Sans nouvelles de Manuel Pradal depuis 1997 et la sortie de son premier long-métrage, d'un éclat inédit, Marie Baie des Anges, on se demandait sur quel genre de champ d'honneur ce jeune cinéaste, né en 1968, était tombé comme tant d'autres avant lui. Puis, finalement, on entendit parler d'un tournage à Naples et sur les îles Eoliennes (Stromboli, Panarea, Lipari...) avec un casting américain chromé.
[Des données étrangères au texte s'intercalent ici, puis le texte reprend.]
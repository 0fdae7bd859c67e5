//! Presentation state: the active form, the results table, the hover-detail
//! lookup and the status line. The pricing core stays stateless; everything a
//! front end needs to remember between actions lives here.

use std::collections::HashMap;
use std::io::{Read, Write};

use anyhow::{Context, Result};
use serde::{Deserialize, Serialize};
use tracing::{debug, info, warn};

use crate::input::{CalculationForm, CalculationRequest, InputError, InputMode};
use crate::models::bs::price_pair;
use crate::models::surface::{generate_surface, SensitivitySurface, SurfaceSpec};

pub const STATUS_CALCULATION_OK: &str = "Calculation successful.";

/// One line of the results table. Prices are pre-formatted to 2 decimals.
#[derive(Debug, Clone, PartialEq, Eq, Serialize, Deserialize)]
pub struct ResultRow {
    pub name: String,
    pub call_price: String,
    pub put_price: String,
}

/// One input line of a batch file: `name,spot,strike,time,rate,vol`, rate and
/// volatility in percent.
#[derive(Debug, Clone, Deserialize)]
pub struct BatchRecord {
    pub name: String,
    pub spot: String,
    pub strike: String,
    pub time: String,
    pub rate: String,
    pub vol: String,
}

impl From<BatchRecord> for CalculationForm {
    fn from(r: BatchRecord) -> Self {
        CalculationForm {
            name: r.name,
            spot: r.spot,
            strike: r.strike,
            time_to_maturity: r.time,
            rate_pct: r.rate,
            vol_pct: r.vol,
        }
    }
}

/// Outcome of [`Session::run_batch`].
#[derive(Debug, Clone, Default, PartialEq, Eq)]
pub struct BatchSummary {
    /// Rows appended to the results table
    pub priced: usize,
    /// File line numbers (header is line 1) that were skipped
    pub rejected_lines: Vec<usize>,
}

/// Two-decimal price text. NaN prints as `nan`, infinities as `inf`/`-inf`.
pub fn format_price(value: f64) -> String {
    if value.is_nan() {
        "nan".to_string()
    } else {
        format!("{:.2}", value)
    }
}

/// Hover text for a calculation, one parameter per line.
pub fn detail_summary(req: &CalculationRequest) -> String {
    format!(
        "Spot Price (S): {:?}\nStrike Price (K): {:?}\nTime to Maturity (T): {:?}\nRisk-Free Rate (r): {:?}%\nVolatility (sigma): {:?}%",
        req.spot,
        req.strike,
        req.time_to_maturity,
        req.risk_free_rate * 100.0,
        req.volatility * 100.0
    )
}

#[derive(Debug, Default)]
pub struct Session {
    pub mode: InputMode,
    pub surface_spec: SurfaceSpec,
    rows: Vec<ResultRow>,
    details: HashMap<String, String>,
    status: String,
}

impl Session {
    pub fn new(surface_spec: SurfaceSpec) -> Self {
        Self {
            surface_spec,
            ..Self::default()
        }
    }

    pub fn rows(&self) -> &[ResultRow] {
        &self.rows
    }

    pub fn status(&self) -> &str {
        &self.status
    }

    /// Hover lookup by row name. The latest calculation under a name wins.
    pub fn details_for(&self, name: &str) -> Option<&str> {
        self.details.get(name).map(String::as_str)
    }

    pub fn switch_tab(&mut self, tab: &str) -> bool {
        self.mode.switch_to(tab)
    }

    /// Validate the active calculation form, price both sides and append a row.
    ///
    /// On failure the status line carries the error message and neither the
    /// table nor the detail lookup changes.
    pub fn calculate(&mut self) -> Result<&ResultRow, InputError> {
        let parsed = match &self.mode {
            InputMode::Calculation(form) => form.parse(),
            InputMode::Heatmap(_) => Err(InputError::WrongMode {
                expected: InputMode::CALCULATION_TAB,
            }),
        };
        match parsed {
            Ok(req) => Ok(self.record(req)),
            Err(e) => Err(self.fail(e)),
        }
    }

    /// Price an already-validated request and append it to the table.
    pub fn record(&mut self, req: CalculationRequest) -> &ResultRow {
        debug!(name = %req.name, spot = req.spot, strike = req.strike, "Pricing calculation");
        let prices = price_pair(
            req.spot,
            req.strike,
            req.time_to_maturity,
            req.risk_free_rate,
            req.volatility,
        );

        let row = ResultRow {
            name: req.name.clone(),
            call_price: format_price(prices.call),
            put_price: format_price(prices.put),
        };
        info!(name = %row.name, call = %row.call_price, put = %row.put_price, "Calculation added");

        self.details.insert(req.name.clone(), detail_summary(&req));
        self.status = STATUS_CALCULATION_OK.to_string();
        self.rows.push(row);
        &self.rows[self.rows.len() - 1]
    }

    /// Validate the active heatmap form and build the surface.
    pub fn update_heatmap(&mut self) -> Result<SensitivitySurface, InputError> {
        let parsed = match &self.mode {
            InputMode::Heatmap(form) => form.parse(),
            InputMode::Calculation(_) => Err(InputError::WrongMode {
                expected: InputMode::HEATMAP_TAB,
            }),
        };
        match parsed {
            Ok(req) => Ok(generate_surface(
                req.spot_range(),
                req.vol_range(),
                &self.surface_spec,
            )),
            Err(e) => Err(self.fail(e)),
        }
    }

    /// Price every record of a batch CSV through the calculation form.
    ///
    /// Records that fail to deserialize or validate are skipped and reported
    /// by line number; the rest are appended to the results table as if typed
    /// in one after another. Header names are trimmed.
    pub fn run_batch<R: Read>(&mut self, reader: R) -> Result<BatchSummary> {
        let mut rdr = csv::ReaderBuilder::new()
            .has_headers(true)
            .trim(csv::Trim::Headers)
            .from_reader(reader);

        let mut summary = BatchSummary::default();
        for (idx, record) in rdr.deserialize::<BatchRecord>().enumerate() {
            let line = idx + 2;
            let record = match record {
                Ok(record) => record,
                Err(e) => {
                    if e.is_io_error() {
                        return Err(e).context("Failed to read batch input");
                    }
                    warn!(line, error = %e, "Malformed batch record");
                    summary.rejected_lines.push(line);
                    continue;
                }
            };
            self.mode = InputMode::Calculation(record.into());
            if self.calculate().is_ok() {
                summary.priced += 1;
            } else {
                warn!(line, status = self.status(), "Skipping batch record");
                summary.rejected_lines.push(line);
            }
        }

        info!(
            priced = summary.priced,
            rejected = summary.rejected_lines.len(),
            "Batch complete"
        );
        Ok(summary)
    }

    /// Export the results table as `name,call_price,put_price`. The header is
    /// written even when the table is empty.
    pub fn write_results_csv<W: Write>(&self, writer: W) -> Result<()> {
        let mut wtr = csv::WriterBuilder::new()
            .has_headers(false)
            .from_writer(writer);
        wtr.write_record(["name", "call_price", "put_price"])
            .context("Failed to write results header")?;
        for row in &self.rows {
            wtr.serialize(row)
                .with_context(|| format!("Failed to write result row '{}'", row.name))?;
        }
        wtr.flush().context("Failed to flush results CSV")?;
        Ok(())
    }

    fn fail(&mut self, err: InputError) -> InputError {
        warn!(error = ?err, "Input validation failed");
        self.status = err.to_string();
        err
    }
}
Grandiose. Puis, à nouveau, silence radio. Ginostra était perdu quelque part dans le labyrinthe d'une production coûteuse (15 millions d'euros environ) et pleine de turpitudes (le Studio Canal, bateau ivre de l'ère Messier). Le film sort aujourd'hui, cuirassé de ténèbres et de flammes, insidieux comme un népenthès baudelairien. Le cinéaste explique au terme de cet accouchement infiniment retardé : «J'ai l'impression d'avoir fabriqué quelque chose de plus vieux, plus mature, plus noir et dangereux que je ne le suis moi-même.» Les premiers plans, où la silhouette préhistorique d'un volcan se découpe dans la nuit, donnent le ton, le grandiose au dehors, l'étrangeté en soi.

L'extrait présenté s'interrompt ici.